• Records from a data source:
- - -

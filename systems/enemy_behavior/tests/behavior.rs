use deepfield_core::{
    glam::Vec2, Ability, AiState, BehaviorTuning, Enemy, EnemyId, EnemyKind, Event, PatrolProfile,
    PatrolShape, Rank, SpawnDescriptor, SpawnId, SpawnState,
};
use deepfield_system_enemy_behavior::{BehaviorContext, EnemyBehavior};

const WIDTH: f32 = 4_000.0;
const HEIGHT: f32 = 3_000.0;

fn spawn(
    behavior: &mut EnemyBehavior,
    kind: EnemyKind,
    rank: Rank,
    position: Vec2,
    id: u32,
) -> Enemy {
    let descriptor = SpawnDescriptor {
        id: SpawnId::new(id),
        position,
        kind,
        rank,
        patrol: PatrolProfile {
            shape: PatrolShape::Hover,
            radius: 16.0,
        },
        pack: None,
        state: SpawnState::default(),
    };
    behavior.instantiate(&descriptor, EnemyId::new(id), &BehaviorTuning::default())
}

fn context(tuning: &BehaviorTuning, dt: f32, time: f32, player: Vec2) -> BehaviorContext<'_> {
    BehaviorContext {
        dt,
        time,
        player_position: player,
        width: WIDTH,
        height: HEIGHT,
        tuning,
    }
}

#[test]
fn disengaged_enemy_returns_then_settles() {
    let tuning = BehaviorTuning::default();
    let mut behavior = EnemyBehavior::with_seed(3);
    let home = Vec2::new(1_000.0, 1_000.0);
    let mut enemies = vec![spawn(&mut behavior, EnemyKind::Drone, Rank::Normal, home, 1)];
    enemies[0].state = AiState::Aggro;
    let ranges = enemies[0].ranges.expect("ranges");

    let far = home + Vec2::new(ranges.disengage + 50.0, 0.0);
    let mut events = Vec::new();
    behavior.update(&mut enemies, &context(&tuning, 1.0 / 60.0, 0.0, far), &mut events);
    assert_eq!(enemies[0].state, AiState::Return);
    assert!(events.contains(&Event::EnemyStateChanged {
        enemy: EnemyId::new(1),
        from: AiState::Aggro,
        to: AiState::Return,
    }));

    enemies[0].position = home + Vec2::new(ranges.return_threshold * 0.5, 0.0);
    enemies[0].velocity = Vec2::new(40.0, 0.0);
    events.clear();
    behavior.update(&mut enemies, &context(&tuning, 1.0 / 60.0, 0.1, far), &mut events);
    assert_eq!(enemies[0].state, AiState::Patrol);
    assert_eq!(enemies[0].velocity, Vec2::ZERO);
}

#[test]
fn leash_forces_return_even_near_player() {
    let tuning = BehaviorTuning::default();
    let mut behavior = EnemyBehavior::with_seed(3);
    let home = Vec2::new(500.0, 1_500.0);
    let mut enemies = vec![spawn(&mut behavior, EnemyKind::Skirmisher, Rank::Normal, home, 1)];
    let ranges = enemies[0].ranges.expect("ranges");
    enemies[0].state = AiState::Aggro;
    enemies[0].position = home + Vec2::new(ranges.leash + 10.0, 0.0);
    let player = enemies[0].position + Vec2::new(50.0, 0.0);

    let mut events = Vec::new();
    behavior.update(&mut enemies, &context(&tuning, 0.016, 0.0, player), &mut events);
    assert_eq!(enemies[0].state, AiState::Return);
}

#[test]
fn heals_never_exceed_shared_budget() {
    let tuning = BehaviorTuning::default();
    let mut behavior = EnemyBehavior::with_seed(11);
    let center = Vec2::new(2_000.0, 1_500.0);
    let mut enemies = vec![spawn(&mut behavior, EnemyKind::Marauder, Rank::Elite, center, 1)];
    enemies[0].hp = 10.0;
    for (offset, id) in [(Vec2::new(100.0, 0.0), 2), (Vec2::new(-100.0, 0.0), 3), (Vec2::new(0.0, 100.0), 4)] {
        enemies.push(spawn(&mut behavior, EnemyKind::Mender, Rank::Normal, center + offset, id));
    }
    let player = Vec2::new(3_800.0, 2_900.0);

    let mut healed_any = false;
    for tick in 0..20 {
        let mut events = Vec::new();
        let before = enemies[0].hp;
        behavior.update(
            &mut enemies,
            &context(&tuning, 0.5, tick as f32 * 0.5, player),
            &mut events,
        );
        let total: f32 = events
            .iter()
            .filter_map(|event| match event {
                Event::EnemyHealed { target, amount, .. } if *target == EnemyId::new(1) => {
                    Some(*amount)
                }
                _ => None,
            })
            .sum();
        assert!(total <= tuning.shared_heal_cap_per_tick + 1e-4, "tick {tick}: {total}");
        assert!((enemies[0].hp - before - total).abs() < 1e-3);
        healed_any |= total > 0.0;
    }
    assert!(healed_any);
    assert!(enemies[0].hp <= enemies[0].max_hp);
}

#[test]
fn support_never_changes_state() {
    let tuning = BehaviorTuning::default();
    let mut behavior = EnemyBehavior::with_seed(5);
    let at = Vec2::new(1_000.0, 1_000.0);
    let mut enemies = vec![spawn(&mut behavior, EnemyKind::Mender, Rank::Normal, at, 1)];
    for tick in 0..30 {
        let mut events = Vec::new();
        behavior.update(
            &mut enemies,
            &context(&tuning, 0.1, tick as f32 * 0.1, at + Vec2::new(20.0, 0.0)),
            &mut events,
        );
        assert_eq!(enemies[0].state, AiState::Patrol);
        assert!(!events
            .iter()
            .any(|event| matches!(event, Event::EnemyStateChanged { .. } | Event::EnemyFired { .. })));
    }
}

#[test]
fn telegraphed_shot_fires_once_per_windup() {
    let tuning = BehaviorTuning::default();
    let mut behavior = EnemyBehavior::with_seed(8);
    let at = Vec2::new(1_500.0, 1_500.0);
    let mut enemies = vec![spawn(&mut behavior, EnemyKind::Lancer, Rank::Normal, at, 1)];
    let player = at + Vec2::new(300.0, 0.0);

    let mut started = 0;
    let mut telegraphed_shots = 0;
    let mut plain_shots = 0;
    for tick in 0..50 {
        let mut events = Vec::new();
        behavior.update(
            &mut enemies,
            &context(&tuning, 0.1, tick as f32 * 0.1, player),
            &mut events,
        );
        for event in &events {
            match event {
                Event::TelegraphStarted { .. } => started += 1,
                Event::EnemyFired { telegraphed: true, .. } => telegraphed_shots += 1,
                Event::EnemyFired { telegraphed: false, .. } => plain_shots += 1,
                _ => {}
            }
        }
    }
    assert_eq!(enemies[0].state, AiState::Aggro);
    assert_eq!(started, 1);
    assert_eq!(telegraphed_shots, 1);
    assert_eq!(plain_shots, 0);
}

#[test]
fn standard_enemy_fires_when_in_range() {
    let tuning = BehaviorTuning::default();
    let mut behavior = EnemyBehavior::with_seed(2);
    let at = Vec2::new(1_500.0, 1_500.0);
    let mut enemies = vec![spawn(&mut behavior, EnemyKind::Gunship, Rank::Normal, at, 1)];
    let player = at + Vec2::new(250.0, 0.0);

    let mut shots = Vec::new();
    for tick in 0..40 {
        let mut events = Vec::new();
        behavior.update(
            &mut enemies,
            &context(&tuning, 0.1, tick as f32 * 0.1, player),
            &mut events,
        );
        shots.extend(events.into_iter().filter(|event| matches!(event, Event::EnemyFired { .. })));
    }
    assert!(shots.len() >= 2);
    for shot in shots {
        let Event::EnemyFired { direction, .. } = shot else {
            panic!("expected EnemyFired");
        };
        assert!((direction.length() - 1.0).abs() < 1e-3);
    }
}

#[test]
fn missing_home_and_ranges_are_initialised_lazily() {
    let tuning = BehaviorTuning::default();
    let mut behavior = EnemyBehavior::with_seed(4);
    let at = Vec2::new(800.0, 800.0);
    let mut enemies = vec![spawn(&mut behavior, EnemyKind::Drone, Rank::Elite, at, 1)];
    enemies[0].home = None;
    enemies[0].ranges = None;

    let mut events = Vec::new();
    behavior.update(
        &mut enemies,
        &context(&tuning, 0.016, 0.0, Vec2::new(3_900.0, 2_900.0)),
        &mut events,
    );
    assert_eq!(enemies[0].home, Some(at));
    assert_eq!(
        enemies[0].ranges,
        Some(deepfield_core::EngagementRanges::for_rank(Rank::Elite, &tuning))
    );
}

#[test]
fn enemies_stay_inside_zone_bounds() {
    let tuning = BehaviorTuning::default();
    let mut behavior = EnemyBehavior::with_seed(6);
    let corner = Vec2::new(30.0, 30.0);
    let mut enemies = vec![spawn(&mut behavior, EnemyKind::Skirmisher, Rank::Normal, corner, 1)];
    enemies[0].state = AiState::Aggro;
    let player = Vec2::new(40.0, 40.0);
    for tick in 0..120 {
        let mut events = Vec::new();
        behavior.update(
            &mut enemies,
            &context(&tuning, 0.05, tick as f32 * 0.05, player),
            &mut events,
        );
        let enemy = &enemies[0];
        assert!(enemy.position.x >= enemy.radius && enemy.position.x <= WIDTH - enemy.radius);
        assert!(enemy.position.y >= enemy.radius && enemy.position.y <= HEIGHT - enemy.radius);
    }
}

#[test]
fn zero_dt_changes_nothing() {
    let tuning = BehaviorTuning::default();
    let mut behavior = EnemyBehavior::with_seed(6);
    let at = Vec2::new(900.0, 900.0);
    let mut enemies = vec![spawn(&mut behavior, EnemyKind::Drone, Rank::Normal, at, 1)];
    let snapshot = enemies.clone();
    let mut events = Vec::new();
    behavior.update(&mut enemies, &context(&tuning, 0.0, 0.0, at), &mut events);
    assert_eq!(enemies, snapshot);
    assert!(events.is_empty());
    assert!(matches!(enemies[0].ability, Ability::Standard(_)));
}

#[test]
fn corrupt_positions_are_left_for_the_guard() {
    let tuning = BehaviorTuning::default();
    let mut behavior = EnemyBehavior::with_seed(9);
    let at = Vec2::new(1_200.0, 900.0);
    let mut enemies = vec![spawn(&mut behavior, EnemyKind::Drone, Rank::Normal, at, 1)];
    enemies[0].position = Vec2::new(f32::NAN, f32::NAN);

    let mut events = Vec::new();
    behavior.update(
        &mut enemies,
        &context(&tuning, 0.016, 0.0, at + Vec2::new(40.0, 0.0)),
        &mut events,
    );
    assert!(enemies[0].position.x.is_nan());
    assert!(enemies[0].position.y.is_nan());
}
//! Loads the world configuration from an optional TOML file.

use std::fs;
use std::path::Path;

use anyhow::{Context, Result};
use deepfield_core::WorldConfig;

/// Reads `path`, or returns the built-in configuration when no path is given.
pub(crate) fn load(path: Option<&Path>) -> Result<WorldConfig> {
    let Some(path) = path else {
        return Ok(WorldConfig::default());
    };
    let text = fs::read_to_string(path)
        .with_context(|| format!("failed to read configuration {}", path.display()))?;
    parse(&text).with_context(|| format!("failed to parse configuration {}", path.display()))
}

fn parse(text: &str) -> Result<WorldConfig> {
    Ok(toml::from_str(text)?)
}
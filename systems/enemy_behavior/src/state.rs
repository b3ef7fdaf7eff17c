//! Patrol, aggro and return transitions.

use deepfield_core::{AiState, EngagementRanges};

/// Distances the transition function reads each tick.
#[derive(Clone, Copy, Debug, PartialEq)]
pub struct Distances {
    /// Entity to player.
    pub to_player: f32,
    /// Entity to its home position.
    pub to_home: f32,
}

/// Next behavioral state for `state` given the current `distances`.
///
/// Defined for every combination of inputs. Comparisons against NaN fail,
/// so non-finite distances leave the state unchanged.
#[must_use]
pub fn transition(state: AiState, distances: &Distances, ranges: &EngagementRanges) -> AiState {
    match state {
        AiState::Patrol if distances.to_player <= ranges.aggro => AiState::Aggro,
        AiState::Aggro
            if distances.to_player > ranges.disengage || distances.to_home > ranges.leash =>
        {
            AiState::Return
        }
        AiState::Return if distances.to_home <= ranges.return_threshold => AiState::Patrol,
        unchanged => unchanged,
    }
}

#[cfg(test)]
mod tests {
    use super::*;
    use deepfield_core::{BehaviorTuning, Rank};

    fn ranges() -> EngagementRanges {
        EngagementRanges::for_rank(Rank::Normal, &BehaviorTuning::default())
    }

    fn at(to_player: f32, to_home: f32) -> Distances {
        Distances { to_player, to_home }
    }

    #[test]
    fn patrol_engages_inside_aggro_range() {
        let ranges = ranges();
        assert_eq!(
            transition(AiState::Patrol, &at(ranges.aggro, 0.0), &ranges),
            AiState::Aggro
        );
        assert_eq!(
            transition(AiState::Patrol, &at(ranges.aggro + 1.0, 0.0), &ranges),
            AiState::Patrol
        );
    }

    #[test]
    fn aggro_disengages_on_distance_or_leash() {
        let ranges = ranges();
        assert_eq!(
            transition(AiState::Aggro, &at(ranges.disengage + 1.0, 0.0), &ranges),
            AiState::Return
        );
        assert_eq!(
            transition(AiState::Aggro, &at(10.0, ranges.leash + 1.0), &ranges),
            AiState::Return
        );
        assert_eq!(
            transition(AiState::Aggro, &at(ranges.disengage, ranges.leash), &ranges),
            AiState::Aggro
        );
    }

    #[test]
    fn return_settles_near_home() {
        let ranges = ranges();
        assert_eq!(
            transition(AiState::Return, &at(0.0, ranges.return_threshold), &ranges),
            AiState::Patrol
        );
        assert_eq!(
            transition(AiState::Return, &at(0.0, ranges.return_threshold + 1.0), &ranges),
            AiState::Return
        );
    }

    #[test]
    fn transition_is_total() {
        let ranges = ranges();
        let samples = [
            0.0,
            ranges.return_threshold,
            ranges.aggro,
            ranges.disengage,
            ranges.leash,
            1.0e9,
            f32::INFINITY,
            f32::NAN,
        ];
        for state in [AiState::Patrol, AiState::Aggro, AiState::Return] {
            for &to_player in &samples {
                for &to_home in &samples {
                    let next = transition(state, &at(to_player, to_home), &ranges);
                    let allowed = match state {
                        AiState::Patrol => matches!(next, AiState::Patrol | AiState::Aggro),
                        AiState::Aggro => matches!(next, AiState::Aggro | AiState::Return),
                        AiState::Return => matches!(next, AiState::Return | AiState::Patrol),
                    };
                    assert!(allowed, "{state:?} -> {next:?}");
                }
            }
        }
    }
}
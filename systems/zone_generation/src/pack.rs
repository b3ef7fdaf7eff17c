//! Groups already-placed enemy spawns into coordinated packs.
//!
//! The director never creates spawns. Each pack consumes as many descriptors
//! from the shuffled walk as it has members, so the output always holds as
//! many descriptors as the input.

use std::f32::consts::TAU;

use deepfield_core::{
    glam::Vec2, EnemyKind, PackComposition, PackId, PackTag, PackTemplate, PackTuning, Rank,
    SeededRandom, SpawnDescriptor, SpawnState,
};

use crate::clamp_to;

const MEMBER_MIN_FRACTION: f32 = 0.35;

/// Zone facts the director needs while forming packs.
#[derive(Clone, Copy, Debug)]
pub struct PackContext<'a> {
    /// Regular enemy pool of the zone's biome.
    pub enemy_pool: &'a [EnemyKind],
    /// Player spawn point.
    pub spawn_point: Vec2,
    /// Exit point, when the zone has one.
    pub exit_point: Option<Vec2>,
    /// Zone width.
    pub width: f32,
    /// Zone height.
    pub height: f32,
}

/// Forms packs from enemy spawn descriptors.
#[derive(Clone, Copy, Debug)]
pub struct PackDirector<'a> {
    tuning: &'a PackTuning,
}

impl<'a> PackDirector<'a> {
    /// Creates a director bound to `tuning`.
    #[must_use]
    pub const fn new(tuning: &'a PackTuning) -> Self {
        Self { tuning }
    }

    /// Regroups `descriptors` into packs.
    ///
    /// Descriptors that stay single keep their relative order and come first;
    /// pack members follow, leaders first. Identifiers are left for the caller
    /// to renumber.
    pub fn direct(
        &self,
        descriptors: Vec<SpawnDescriptor>,
        context: &PackContext<'_>,
        rng: &mut SeededRandom,
    ) -> Vec<SpawnDescriptor> {
        let tuning = self.tuning;
        if descriptors.len() < 2 || tuning.templates.is_empty() || tuning.max_packs_per_zone == 0 {
            return descriptors;
        }

        let mut order: Vec<usize> = (0..descriptors.len()).collect();
        rng.shuffle(&mut order);
        let weights: Vec<f32> = tuning.templates.iter().map(|template| template.weight).collect();

        let mut consumed = vec![false; descriptors.len()];
        let mut members: Vec<SpawnDescriptor> = Vec::new();
        let mut formed: u32 = 0;

        for (cursor, &anchor_index) in order.iter().enumerate() {
            if formed >= tuning.max_packs_per_zone {
                break;
            }
            if consumed[anchor_index] {
                continue;
            }
            let anchor = &descriptors[anchor_index];
            if anchor.position.distance(context.spawn_point) < tuning.min_distance_from_spawn {
                continue;
            }
            if context
                .exit_point
                .is_some_and(|exit| anchor.position.distance(exit) < tuning.min_distance_from_exit)
            {
                continue;
            }
            if !rng.chance(tuning.formation_chance) {
                continue;
            }
            let Some(template) = rng
                .weighted_index(&weights)
                .and_then(|index| tuning.templates.get(index))
            else {
                break;
            };

            let remaining = order[cursor + 1..]
                .iter()
                .filter(|&&index| !consumed[index])
                .count();
            let kinds = self.roll_members(template, context.enemy_pool, remaining + 1, rng);
            if kinds.len() < 2 {
                continue;
            }

            consumed[anchor_index] = true;
            let mut budget = kinds.len() - 1;
            for &index in &order[cursor + 1..] {
                if budget == 0 {
                    break;
                }
                if !consumed[index] {
                    consumed[index] = true;
                    budget -= 1;
                }
            }

            let pack = PackId::new(u16::try_from(formed).unwrap_or(u16::MAX));
            let spacing = tuning.member_spacing.max(0.0);
            for (slot, kind) in kinds.into_iter().enumerate() {
                let leader = slot == 0;
                let position = if leader {
                    anchor.position
                } else {
                    let angle = rng.range(0.0, TAU);
                    let distance = rng.range(MEMBER_MIN_FRACTION * spacing, spacing);
                    clamp_to(
                        anchor.position + Vec2::from_angle(angle) * distance,
                        kind.profile().radius,
                        context.width,
                        context.height,
                    )
                };
                members.push(SpawnDescriptor {
                    id: anchor.id,
                    position,
                    kind,
                    rank: Rank::Normal,
                    patrol: anchor.patrol,
                    pack: Some(PackTag {
                        pack,
                        template: template.name.clone(),
                        leader,
                    }),
                    state: SpawnState::default(),
                });
            }
            formed += 1;
        }

        if formed > 0 {
            tracing::debug!(packs = formed, members = members.len(), "formed packs");
        }

        let mut output: Vec<SpawnDescriptor> = descriptors
            .into_iter()
            .zip(consumed)
            .filter_map(|(descriptor, used)| (!used).then_some(descriptor))
            .collect();
        output.extend(members);
        output
    }

    fn roll_members(
        &self,
        template: &PackTemplate,
        zone_pool: &[EnemyKind],
        limit: usize,
        rng: &mut SeededRandom,
    ) -> Vec<EnemyKind> {
        match &template.composition {
            PackComposition::Exact { members } => {
                let mut kinds = Vec::new();
                for member in members {
                    let min = i32::try_from(member.min).unwrap_or(i32::MAX);
                    let max = i32::try_from(member.max).unwrap_or(i32::MAX);
                    let copies = usize::try_from(rng.int(min, max.max(min))).unwrap_or(0);
                    let room = limit.saturating_sub(kinds.len());
                    kinds.extend(std::iter::repeat(member.kind).take(copies.min(room)));
                }
                kinds
            }
            PackComposition::Pool { kinds: pool } => {
                let pool = if pool.is_empty() { zone_pool } else { pool.as_slice() };
                let min = i32::try_from(self.tuning.size_min).unwrap_or(i32::MAX);
                let max = i32::try_from(self.tuning.size_max).unwrap_or(i32::MAX);
                let size = usize::try_from(rng.int(min, max.max(min)))
                    .unwrap_or(0)
                    .min(limit);
                (0..size)
                    .map(|_| rng.pick(pool).copied().unwrap_or(EnemyKind::Drone))
                    .collect()
            }
        }
    }
}

#[cfg(test)]
mod tests {
    use super::*;
    use deepfield_core::{PackMember, PatrolProfile, PatrolShape, SpawnId};

    fn spawns(count: u32) -> Vec<SpawnDescriptor> {
        (0..count)
            .map(|index| SpawnDescriptor {
                id: SpawnId::new(index),
                position: Vec2::new(2_000.0 + index as f32 * 260.0, 1_500.0),
                kind: EnemyKind::Drone,
                rank: Rank::Normal,
                patrol: PatrolProfile {
                    shape: PatrolShape::Orbit,
                    radius: 100.0,
                },
                pack: None,
                state: SpawnState::default(),
            })
            .collect()
    }

    fn context() -> PackContext<'static> {
        PackContext {
            enemy_pool: &[EnemyKind::Drone, EnemyKind::Skirmisher],
            spawn_point: Vec2::new(100.0, 1_500.0),
            exit_point: Some(Vec2::new(9_900.0, 1_500.0)),
            width: 10_000.0,
            height: 3_000.0,
        }
    }

    fn always(templates: Vec<PackTemplate>) -> PackTuning {
        PackTuning {
            templates,
            formation_chance: 1.0,
            ..PackTuning::default()
        }
    }

    #[test]
    fn output_count_matches_input() {
        let tuning = always(PackTuning::default().templates);
        for seed in 0..50 {
            let mut rng = SeededRandom::new(seed);
            let output = PackDirector::new(&tuning).direct(spawns(12), &context(), &mut rng);
            assert_eq!(output.len(), 12);
        }
    }

    #[test]
    fn single_descriptor_is_left_alone() {
        let tuning = always(PackTuning::default().templates);
        let mut rng = SeededRandom::new(1);
        let input = spawns(1);
        let output = PackDirector::new(&tuning).direct(input.clone(), &context(), &mut rng);
        assert_eq!(output, input);
    }

    #[test]
    fn exact_template_forms_expected_pack() {
        let tuning = always(vec![PackTemplate {
            name: String::from("escort"),
            weight: 1.0,
            composition: PackComposition::Exact {
                members: vec![
                    PackMember {
                        kind: EnemyKind::Mender,
                        min: 1,
                        max: 1,
                    },
                    PackMember {
                        kind: EnemyKind::Skirmisher,
                        min: 2,
                        max: 2,
                    },
                ],
            },
        }]);
        let mut rng = SeededRandom::new(7);
        let output = PackDirector::new(&tuning).direct(spawns(3), &context(), &mut rng);

        assert_eq!(output.len(), 3);
        assert!(output.iter().all(|spawn| spawn.pack.is_some()));
        let kinds: Vec<EnemyKind> = output.iter().map(|spawn| spawn.kind).collect();
        assert_eq!(
            kinds,
            vec![EnemyKind::Mender, EnemyKind::Skirmisher, EnemyKind::Skirmisher]
        );
        let leaders = output
            .iter()
            .filter(|spawn| spawn.pack.as_ref().is_some_and(|tag| tag.leader))
            .count();
        assert_eq!(leaders, 1);
    }

    #[test]
    fn members_stay_near_anchor() {
        let tuning = always(PackTuning::default().templates);
        let mut rng = SeededRandom::new(11);
        let output = PackDirector::new(&tuning).direct(spawns(10), &context(), &mut rng);
        for member in output.iter().filter(|spawn| spawn.pack.is_some()) {
            let tag = member.pack.as_ref().expect("tagged");
            let leader = output
                .iter()
                .find(|spawn| {
                    spawn
                        .pack
                        .as_ref()
                        .is_some_and(|other| other.pack == tag.pack && other.leader)
                })
                .expect("pack has a leader");
            assert!(member.position.distance(leader.position) <= tuning.member_spacing + 1e-3);
        }
    }

    #[test]
    fn pack_limit_is_honoured() {
        let tuning = PackTuning {
            max_packs_per_zone: 1,
            ..always(PackTuning::default().templates)
        };
        let mut rng = SeededRandom::new(21);
        let output = PackDirector::new(&tuning).direct(spawns(20), &context(), &mut rng);
        let mut packs: Vec<u16> = output
            .iter()
            .filter_map(|spawn| spawn.pack.as_ref().map(|tag| tag.pack.get()))
            .collect();
        packs.dedup();
        assert!(packs.len() <= 1);
    }

    #[test]
    fn anchors_near_spawn_never_lead() {
        let tuning = always(PackTuning::default().templates);
        let near = PackContext {
            spawn_point: Vec2::new(2_500.0, 1_500.0),
            ..context()
        };
        let mut rng = SeededRandom::new(4);
        let output = PackDirector::new(&tuning).direct(spawns(12), &near, &mut rng);
        for leader in output
            .iter()
            .filter(|spawn| spawn.pack.as_ref().is_some_and(|tag| tag.leader))
        {
            assert!(leader.position.distance(near.spawn_point) >= tuning.min_distance_from_spawn);
        }
    }

    #[test]
    fn oversized_rolls_stop_at_the_remaining_budget() {
        let tuning = PackTuning {
            size_min: 200_000_000,
            size_max: 200_000_000,
            ..always(vec![PackTemplate {
                name: String::from("horde"),
                weight: 1.0,
                composition: PackComposition::Pool { kinds: Vec::new() },
            }])
        };
        let director = PackDirector::new(&tuning);
        let mut rng = SeededRandom::new(3);
        let pool = director.roll_members(&tuning.templates[0], context().enemy_pool, 4, &mut rng);
        assert_eq!(pool.len(), 4);

        let exact = PackTemplate {
            name: String::from("wall"),
            weight: 1.0,
            composition: PackComposition::Exact {
                members: vec![PackMember {
                    kind: EnemyKind::Gunship,
                    min: 150_000_000,
                    max: 150_000_000,
                }],
            },
        };
        assert_eq!(director.roll_members(&exact, &[], 3, &mut rng).len(), 3);

        let output = director.direct(spawns(6), &context(), &mut rng);
        assert_eq!(output.len(), 6);
    }
}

- - -

• AIM OF THE EXERCISE: Take exactly the lines from the one containing "fn ranges() ->" through the one containing "AiState::Aggro => matches!(next, AiState::Aggro" in the data above, and output them with nothing added.

• ANSWER FOR THE TASK:
    fn ranges() -> EngagementRanges {
        EngagementRanges::for_rank(Rank::Normal, &BehaviorTuning::default())
    }

    fn at(to_player: f32, to_home: f32) -> Distances {
        Distances { to_player, to_home }
    }

    #[test]
    fn patrol_engages_inside_aggro_range() {
        let ranges = ranges();
        assert_eq!(
            transition(AiState::Patrol, &at(ranges.aggro, 0.0), &ranges),
            AiState::Aggro
        );
        assert_eq!(
            transition(AiState::Patrol, &at(ranges.aggro + 1.0, 0.0), &ranges),
            AiState::Patrol
        );
    }

    #[test]
    fn aggro_disengages_on_distance_or_leash() {
        let ranges = ranges();
        assert_eq!(
            transition(AiState::Aggro, &at(ranges.disengage + 1.0, 0.0), &ranges),
            AiState::Return
        );
        assert_eq!(
            transition(AiState::Aggro, &at(10.0, ranges.leash + 1.0), &ranges),
            AiState::Return
        );
        assert_eq!(
            transition(AiState::Aggro, &at(ranges.disengage, ranges.leash), &ranges),
            AiState::Aggro
        );
    }

    #[test]
    fn return_settles_near_home() {
        let ranges = ranges();
        assert_eq!(
            transition(AiState::Return, &at(0.0, ranges.return_threshold), &ranges),
            AiState::Patrol
        );
        assert_eq!(
            transition(AiState::Return, &at(0.0, ranges.return_threshold + 1.0), &ranges),
            AiState::Return
        );
    }

    #[test]
    fn transition_is_total() {
        let ranges = ranges();
        let samples = [
            0.0,
            ranges.return_threshold,
            ranges.aggro,
            ranges.disengage,
            ranges.leash,
            1.0e9,
            f32::INFINITY,
            f32::NAN,
        ];
        for state in [AiState::Patrol, AiState::Aggro, AiState::Return] {
            for &to_player in &samples {
                for &to_home in &samples {
                    let next = transition(state, &at(to_player, to_home), &ranges);
                    let allowed = match state {
                        AiState::Patrol => matches!(next, AiState::Patrol | AiState::Aggro),
                        AiState::Aggro => matches!(next, AiState::Aggro | AiState::Return),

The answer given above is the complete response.